The main effort of this research is to create data on gross cell product. In addition, we have merged the economic data with other important demographic and geophysical data such as climate, physical attributes, location indicators, population, and luminosity. This data set is publicly available to all not-for-profit researchers. It will be helpful in environmental and economic studies of energy, environment, and global warming.
I’m presenting below an R
code that helps to extract the whole dataset collected by Professor William Nordhaus and his collaborator Professor Xi Chen from Quinnipiac University in the G-Econ research project.
Here’s then my R
code on how can you extract the data in your computer.

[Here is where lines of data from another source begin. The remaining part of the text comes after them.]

#[cfg(test)]
mod tests {
    use super::test_parsers::{Grab, Pairs};
    use super::*;
    use crate::test::assert_contains;
    use crate::usage::DocEntry;

    /// Returns its context untouched; the driver must refuse to spin.
    struct Stall;

    impl Parser for Stall {
        type State = ();
        type Value = ();

        fn priority(&self) -> Priority {
            Priority::CONSTANT
        }

        fn usage(&self) -> Vec<UsageTerm> {
            Vec::new()
        }

        fn initial_state(&self) -> Self::State {}

        fn parse(&self, context: ParseContext<Self::State>) -> Outcome<Self::State> {
            Ok(context)
        }

        fn complete(&self, _state: Self::State) -> Result<Self::Value, Failure> {
            Ok(())
        }

        fn doc_fragments(
            &self,
            _availability: DocState<'_, Self::State>,
            _default: Option<Message>,
        ) -> DocFragments {
            DocFragments::default()
        }
    }

    /// Consumes nothing and cannot complete.
    struct Starved;

    impl Parser for Starved {
        type State = ();
        type Value = ();

        fn priority(&self) -> Priority {
            Priority::CONSTANT
        }

        fn usage(&self) -> Vec<UsageTerm> {
            Vec::new()
        }

        fn initial_state(&self) -> Self::State {}

        fn parse(&self, _context: ParseContext<Self::State>) -> Outcome<Self::State> {
            Err(Failure {
                kind: ErrorKind::UnmatchedToken,
                message: Message::from("unexpected token"),
                consumed: 0,
            })
        }

        fn complete(&self, _state: Self::State) -> Result<Self::Value, Failure> {
            Err(Failure {
                kind: ErrorKind::MissingRequired,
                message: Message::from("missing required input"),
                consumed: 0,
            })
        }

        fn doc_fragments(
            &self,
            _availability: DocState<'_, Self::State>,
            _default: Option<Message>,
        ) -> DocFragments {
            DocFragments::default()
        }
    }

    struct AsyncMarker;

    impl Parser for AsyncMarker {
        type State = ();
        type Value = ();

        fn priority(&self) -> Priority {
            Priority::CONSTANT
        }

        fn mode(&self) -> Mode {
            Mode::Async
        }

        fn usage(&self) -> Vec<UsageTerm> {
            Vec::new()
        }

        fn initial_state(&self) -> Self::State {}

        fn parse(&self, context: ParseContext<Self::State>) -> Outcome<Self::State> {
            Ok(context.advance(1))
        }

        fn complete(&self, _state: Self::State) -> Result<Self::Value, Failure> {
            Ok(())
        }

        fn doc_fragments(
            &self,
            _availability: DocState<'_, Self::State>,
            _default: Option<Message>,
        ) -> DocFragments {
            DocFragments::default()
        }
    }

    #[test]
    fn context_rebuild() {
        // Setup
        let context = ParseContext::new(vec!["a".to_string(), "b".to_string()], 0u8);

        // Execute
        let context = context.advance(1).map_state(|count| count + 1);

        // Verify
        assert_eq!(context.buffer(), &["b".to_string()]);
        assert_eq!(context.state(), &1);
        assert!(!context.options_terminated());
    }

    #[test]
    fn context_terminator() {
        // Setup
        let context = ParseContext::new(vec!["--".to_string(), "x".to_string()], ());

        // Execute
        let context = context.accept_terminator();

        // Verify
        assert_eq!(context.buffer(), &["x".to_string()]);
        assert!(context.options_terminated());
    }

    #[test]
    fn context_rewrite_head() {
        // Setup
        let context = ParseContext::new(vec!["-vqf".to_string()], ());

        // Execute
        let context = context.rewrite_head("-qf".to_string());

        // Verify
        assert_eq!(context.buffer(), &["-qf".to_string()]);
    }

    #[test]
    fn parse_consumes_everything() {
        // Setup
        let parser = Grab;

        // Execute
        let result = parse(&parser, ["a", "b", "c"]);

        // Verify
        assert_eq!(
            result.unwrap(),
            vec!["a".to_string(), "b".to_string(), "c".to_string()]
        );
    }

    #[test]
    fn parse_empty_buffer_completes() {
        // Setup
        let parser = Grab;

        // Execute
        let result = parse(&parser, Vec::<String>::new());

        // Verify
        assert_eq!(result.unwrap(), Vec::<String>::new());
    }

    #[test]
    fn parse_failure_offset() {
        // Setup
        let parser = Pairs;

        // Execute
        let result = parse(&parser, ["k1", "v1", "k2"]);

        // Verify
        let error = result.unwrap_err();
        assert_eq!(error.offset, 2);
        assert_eq!(error.to_string(), "Parse error: no value for `k2`");
    }

    #[test]
    fn parse_stall_guard() {
        // Setup
        let parser = Stall;

        // Execute
        let result = parse(&parser, ["x"]);

        // Verify
        let error = result.unwrap_err();
        assert_eq!(error.offset, 0);
        assert_contains!(error.to_string(), "unexpected token");
    }

    #[test]
    fn parse_completion_failure_offset() {
        // Setup
        let parser = Starved;

        // Execute
        let result = parse(&parser, Vec::<String>::new());

        // Verify
        let error = result.unwrap_err();
        assert_eq!(error.offset, 0);
        assert_contains!(error.to_string(), "missing required input");
    }

    #[test]
    fn parse_rejects_async_tree() {
        // Setup
        let parser = AsyncMarker;

        // Execute
        let result = parse(&parser, ["x"]);

        // Verify
        let error = result.unwrap_err();
        assert_contains!(error.to_string(), "requires asynchronous execution");
    }

    #[tokio::test]
    async fn parse_async_runs_async_tree() {
        // Setup
        let parser = AsyncMarker;

        // Execute
        let result = parse_async(&parser, ["x"]).await;

        // Verify
        assert!(result.is_ok());
    }

    #[tokio::test]
    async fn parse_async_runs_sync_tree() {
        // Setup
        let parser = Grab;

        // Execute
        let result = parse_async(&parser, ["a", "b"]).await;

        // Verify
        assert_eq!(result.unwrap(), vec!["a".to_string(), "b".to_string()]);
    }

    #[test]
    fn suggest_replays_all_but_last() {
        // Setup
        let parser = Grab;

        // Execute
        let suggestions = suggest(&parser, ["a", "b", "pre"]);

        // Verify
        assert_eq!(suggestions, vec![Suggestion::literal("grabbed:2")]);
    }

    #[test]
    fn suggest_empty_arguments() {
        // Setup
        let parser = Grab;

        // Execute
        let suggestions = suggest(&parser, Vec::<String>::new());

        // Verify
        assert_eq!(suggestions, vec![Suggestion::literal("grabbed:0")]);
    }

    #[test]
    fn suggest_stops_at_failure() {
        // Setup
        let parser = Pairs;

        // Execute: the replayed "k2" strands, leaving the pair parser mid-entry.
        let suggestions = suggest(&parser, ["k1", "v1", "k2", ""]);

        // Verify: default suggest yields nothing, but no panic and no spin.
        assert!(suggestions.is_empty());
    }

    #[test]
    fn exhaustion_quiescent() {
        // Setup
        let parser = Grab;
        let context = ParseContext::new(
            vec!["a".to_string(), "b".to_string()],
            parser.initial_state(),
        );

        // Execute
        let exhaustion = run_to_exhaustion(&parser, context);

        // Verify
        assert_eq!(exhaustion.consumed, 2);
        assert_eq!(exhaustion.reach(), 2);
        assert!(!exhaustion.hard);
        assert!(exhaustion.failure.is_none());
    }

    #[test]
    fn exhaustion_hard_failure() {
        // Setup
        let parser = Pairs;
        let context = ParseContext::new(
            vec!["k1".to_string(), "v1".to_string(), "k2".to_string()],
            parser.initial_state(),
        );

        // Execute
        let exhaustion = run_to_exhaustion(&parser, context);

        // Verify
        assert_eq!(exhaustion.consumed, 2);
        assert_eq!(exhaustion.reach(), 3);
        assert!(exhaustion.hard);
    }

    #[test]
    fn grab_documents_default() {
        // Setup
        let parser = Grab;

        // Execute
        let fragments = parser.doc_fragments(
            DocState::Unavailable,
            Some(Message::from("none")),
        );

        // Verify
        let entries: Vec<DocEntry> = fragments.into_entries();
        assert_eq!(entries.len(), 1);
        assert_eq!(entries[0].default.as_ref().map(|d| d.to_string()), Some("none".to_string()));
    }
}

It’s important to open a new project in RStudio in an empty forlder before running the code below.
If you’re not a good R
programmer you can still try to download the 92 files from G-Econ website in your computer and import them, one by one, into your R
environment.
> library(rvest)
> library(purrr)
> library(XML)
> library(RCurl)
> url<-"https://gecon.yale.edu/country-listing"
>
> doc <- getURL(url)
>
>
> html <- htmlTreeParse(doc, useInternal = TRUE)

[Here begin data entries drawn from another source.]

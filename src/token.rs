use std::fmt;

/// A declared option name in one of the supported surface styles.
///
/// Names are declared as the user would type them: `--verbose`, `-v`, or the
/// DOS style `/V`.  Rendering via `Display` reproduces the declared form.
#[derive(Debug, Clone, PartialEq, Eq)]
pub enum OptionName {
    /// GNU style long name (`--verbose`), stored without the dashes.
    Long(String),
    /// Single character short name (`-v`).
    Short(char),
    /// DOS style name (`/V`), stored without the slash.
    Dos(String),
}

impl OptionName {
    /// Interpret a declared name string.
    ///
    /// ### Panics
    /// On a malformed declaration; option names are part of the program text,
    /// so this is a programming error rather than a runtime condition.
    pub fn declare(raw: &str) -> Self {
        if let Some(name) = raw.strip_prefix("--") {
            if !name.is_empty() && !name.contains('=') && !name.starts_with('-') {
                return OptionName::Long(name.to_string());
            }
        } else if let Some(name) = raw.strip_prefix('-') {
            let mut characters = name.chars();
            if let (Some(first), None) = (characters.next(), characters.next()) {
                return OptionName::Short(first);
            }
        } else if let Some(name) = raw.strip_prefix('/') {
            if !name.is_empty() && !name.contains([':', '/']) {
                return OptionName::Dos(name.to_string());
            }
        }

        panic!("option names must look like '--name', '-n', or '/Name' (got '{raw}')");
    }
}

impl fmt::Display for OptionName {
    fn fmt(&self, f: &mut fmt::Formatter) -> fmt::Result {
        match self {
            OptionName::Long(name) => write!(f, "--{name}"),
            OptionName::Short(name) => write!(f, "-{name}"),
            OptionName::Dos(name) => write!(f, "/{name}"),
        }
    }
}

/// Shape classification of a single raw token.
#[derive(Debug, Clone, PartialEq, Eq)]
pub(crate) enum TokenShape<'t> {
    /// The bare `--` terminator.
    Terminator,
    /// `--name` or `--name=value`; `name` excludes the dashes.
    Long {
        name: &'t str,
        value: Option<&'t str>,
    },
    /// `-n`, `-n=value`, or a bundle `-abc`; `cluster` excludes the dash.
    Short {
        cluster: &'t str,
        value: Option<&'t str>,
    },
    /// `/Name` or `/Name:value`.  Only a candidate: slash tokens stay plain
    /// unless a declared DOS name matches, so filesystem paths parse as
    /// ordinary arguments.
    Slash {
        name: &'t str,
        value: Option<&'t str>,
    },
    /// Anything else.
    Plain,
}

pub(crate) fn classify(token: &str) -> TokenShape<'_> {
    if token == "--" {
        return TokenShape::Terminator;
    }
    if let Some(rest) = token.strip_prefix("--") {
        let (name, value) = split_value(rest, '=');
        if !name.is_empty() {
            return TokenShape::Long { name, value };
        }
        return TokenShape::Plain;
    }
    if let Some(rest) = token.strip_prefix('-') {
        let (cluster, value) = split_value(rest, '=');
        if !cluster.is_empty() {
            return TokenShape::Short { cluster, value };
        }
        return TokenShape::Plain;
    }
    if let Some(rest) = token.strip_prefix('/') {
        let (name, value) = split_value(rest, ':');
        if !name.is_empty() && !name.contains('/') {
            return TokenShape::Slash { name, value };
        }
    }
    TokenShape::Plain
}

/// Whether the token would be claimed by dash-style option recognition.
pub(crate) fn is_dash_shaped(token: &str) -> bool {
    matches!(
        classify(token),
        TokenShape::Terminator | TokenShape::Long { .. } | TokenShape::Short { .. }
    )
}

fn split_value(text: &str, delimiter: char) -> (&str, Option<&str>) {
    match text.split_once(delimiter) {
        Some((head, tail)) => (head, Some(tail)),
        None => (text, None),
    }
}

> txt <- xpathApply(html, "//body//text()[not(ancestor::script)][not(ancestor::style)][not(ancestor::noscript)]", xmlValue)
> txt<-unlist(txt)
> i=grep("\n",txt)
> txt=txt[-i]
> txt=txt[-c(1:23)]
> txt=txt[1:274]
> txt
> i=grepl("^\\s*$", txt)
> countries=txt[i==F]
>
> countries
> library(stringr)
> links=vector('list',length(countries))
> zc=gsub(pattern = " ",replacement = "_",tolower(countries))
> zc[85]="uk"
> zc[86]="usa"
> for(i in 1:length(countries)){
+ print(i)
+ u1=paste0("https://gecon.yale.edu/",zc[i])
+ d1<- getURL(u1)
+
+ matched <- str_match_all(d1, "<a href=\"(.*?)\"")

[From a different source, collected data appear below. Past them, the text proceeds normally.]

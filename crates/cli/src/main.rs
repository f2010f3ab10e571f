use std::path::{Path, PathBuf};
use std::process;
use std::time::Duration;

use clap::Parser;

use moodlens_core::classification::domain::classifier::EmotionClassifier;
use moodlens_core::classification::domain::face_preprocessor::StandardFacePreprocessor;
use moodlens_core::classification::infrastructure::onnx_classifier::OnnxEmotionClassifier;
use moodlens_core::detection::domain::candidate_filter::FilterConfig;
use moodlens_core::detection::domain::face_detector::{FaceDetector, ScanParams};
use moodlens_core::detection::infrastructure::seeta_detector::SeetaFaceDetector;
use moodlens_core::pipeline::pipeline_logger::LogPipelineLogger;
use moodlens_core::pipeline::predict_emotion_use_case::{PipelineConfig, PredictEmotionUseCase};
use moodlens_core::shared::constants::DEFAULT_EMOTION_LABELS;
use moodlens_core::shared::frame::Frame;

/// Facial emotion recognition for still images.
#[derive(Parser)]
#[command(name = "moodlens")]
struct Cli {
    /// Input image file.
    input: PathBuf,

    /// Emotion classifier ONNX model.
    #[arg(long, env = "MOODLENS_MODEL")]
    model: PathBuf,

    /// SeetaFace detection model.
    #[arg(long, env = "MOODLENS_CASCADE")]
    cascade: PathBuf,

    /// Emotion labels in classifier output order (comma-separated).
    #[arg(long, value_delimiter = ',')]
    labels: Option<Vec<String>>,

    /// Detection pyramid scale step.
    #[arg(long, default_value = "1.1")]
    scale_factor: f64,

    /// Minimum neighboring hits to accept a detection window.
    #[arg(long, default_value = "4")]
    min_neighbors: u32,

    /// Smallest accepted face edge in pixels.
    #[arg(long, default_value = "30")]
    min_face_size: u32,

    /// Overlap ratio above which duplicate detections are suppressed.
    #[arg(long, default_value = "0.3")]
    iou_threshold: f64,

    /// Maximum faces returned per image.
    #[arg(long, default_value = "3")]
    max_faces: usize,

    /// Per-request deadline in milliseconds (0 disables it).
    #[arg(long, default_value = "0")]
    deadline_ms: u64,

    /// Pretty-print the JSON response.
    #[arg(long)]
    pretty: bool,
}

fn main() {
    env_logger::init();

    if let Err(e) = run() {
        eprintln!("Error: {e}");
        process::exit(1);
    }
}

fn run() -> Result<(), Box<dyn std::error::Error>> {
    let cli = Cli::parse();

    let frame = load_frame(&cli.input)?;
    let detector: Box<dyn FaceDetector> = Box::new(SeetaFaceDetector::from_file(&cli.cascade)?);
    let classifier: Box<dyn EmotionClassifier> =
        Box::new(OnnxEmotionClassifier::from_file(&cli.model, labels(&cli))?);

    let mut use_case = PredictEmotionUseCase::new(
        detector,
        Box::new(StandardFacePreprocessor::new()),
        classifier,
        pipeline_config(&cli),
        Box::new(LogPipelineLogger),
    );

    let response = use_case.execute(&frame);
    log::info!(
        "{} in {:.1}ms",
        response.message,
        response.processing_time_ms
    );

    let json = if cli.pretty {
        serde_json::to_string_pretty(&response)?
    } else {
        serde_json::to_string(&response)?
    };
    println!("{json}");

    Ok(())
}

fn load_frame(path: &Path) -> Result<Frame, Box<dyn std::error::Error>> {
    let decoded = image::open(path)
        .map_err(|e| format!("cannot decode {}: {e}", path.display()))?
        .into_rgb8();
    let (width, height) = decoded.dimensions();
    Ok(Frame::new(decoded.into_raw(), width, height, 3))
}

fn labels(cli: &Cli) -> Vec<String> {
    match &cli.labels {
        Some(labels) => labels.clone(),
        None => DEFAULT_EMOTION_LABELS.iter().map(|s| s.to_string()).collect(),
    }
}

fn pipeline_config(cli: &Cli) -> PipelineConfig {
    PipelineConfig {
        scan: ScanParams {
            scale_factor: cli.scale_factor,
            min_neighbors: cli.min_neighbors,
            min_size: (cli.min_face_size, cli.min_face_size),
        },
        filter: FilterConfig {
            min_face_size: cli.min_face_size as i32,
            iou_threshold: cli.iou_threshold,
            max_faces: cli.max_faces,
            ..FilterConfig::default()
        },
        deadline: match cli.deadline_ms {
            0 => None,
            ms => Some(Duration::from_millis(ms)),
        },
    }
}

+ r=grep("_upload",matched[[1]])
+ x=gsub("<a href=\"https://", "", matched[[1]][r[1],1])
+ xpath=paste0("https://",x)
+ xpath=gsub(pattern = "\"",replacement = "",xpath)
+ links[[i]]=xpath
+ }
> links
> links[[85]]="https://gecon.yale.edu/sites/default/files/uk_upload_xi_101509.xls"
> links[[15]]="https://gecon.yale.edu/sites/default/files/central_africa_upload_mm_051905_0.xls"
> links[[86]]="https://gecon.yale.edu/sites/default/files/upload_us_xi_090110.xls"
> links[[75]]="https://gecon.yale.edu/sites/default/files/southafrica_upload_xi_091510.xls"
> links[[75]]="https://gecon.yale.edu/sites/default/files/south_korea_upload_qa_061005.xls"
> links[[21]]="https://gecon.yale.edu/sites/default/files/czech_republic_upload_xi_101509.xls"
> links[[76]]="https://gecon.yale.edu/sites/default/files/south_korea_upload_qa_061005.xls"
> links[[71]]="https://gecon.yale.edu/sites/default/files/saudi_arabia_upload_qa_050205_0.xls"
> links[[64]]="https://gecon.yale.edu/sites/default/files/papua_new_guinea_upload_qa_061305.xls"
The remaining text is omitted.